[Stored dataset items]
──────────

use leptos::prelude::*;

#[component]
pub fn Support() -> impl IntoView {
    view! {
        <main class="max-w-3xl mx-auto px-6 pt-40 pb-24">
            <h1 class="text-4xl font-bold mb-4">"Support"</h1>
            <p class="text-gray-700">
                "Our team is on call around the clock. Open a ticket from the customer portal or "
                "jump back to "<a href="/#pricing" class="underline">"pricing"</a>"."
            </p>
        </main>
    }
}

#[component]
pub fn Blog() -> impl IntoView {
    view! {
        <main class="max-w-3xl mx-auto px-6 pt-40 pb-24">
            <h1 class="text-4xl font-bold mb-4">"Blog"</h1>
            <p class="text-gray-700">"Nothing here yet. Use the header to head back to the landing sections."</p>
        </main>
    }
}
use leptos::prelude::ClassAttribute;
use leptos::prelude::ElementChild;
use leptos::{component, view, IntoView};
use leptos_meta::{provide_meta_context, Title};
use leptos_router::components::Router;

use crate::components::{Footer, Header};
use crate::routes::SiteRoutes;

#[component]
pub fn App() -> impl IntoView {
    provide_meta_context();

    view! {
      <Title text="InMotion Cloud"/>
      <Router>
        <Header/>

        <div class="min-h-screen">
          <SiteRoutes/>
        </div>

        <Footer/>
      </Router>
    }
}
pub mod home;
pub mod info;
pub mod button;
pub mod footer;
pub mod header;
pub mod logo;

pub use button::{Button, ButtonSize, ButtonVariant};
pub use footer::Footer;
pub use header::Header;
pub use logo::LogoSource;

──────────

BRIEF | Every line containing the string "back" is required; copy each such line from the data.

PROBLEM SOLUTION |
                "jump back to "<a href="/#pricing" class="underline">"pricing"</a>"."
            <p class="text-gray-700">"Nothing here yet. Use the header to head back to the landing sections."</p>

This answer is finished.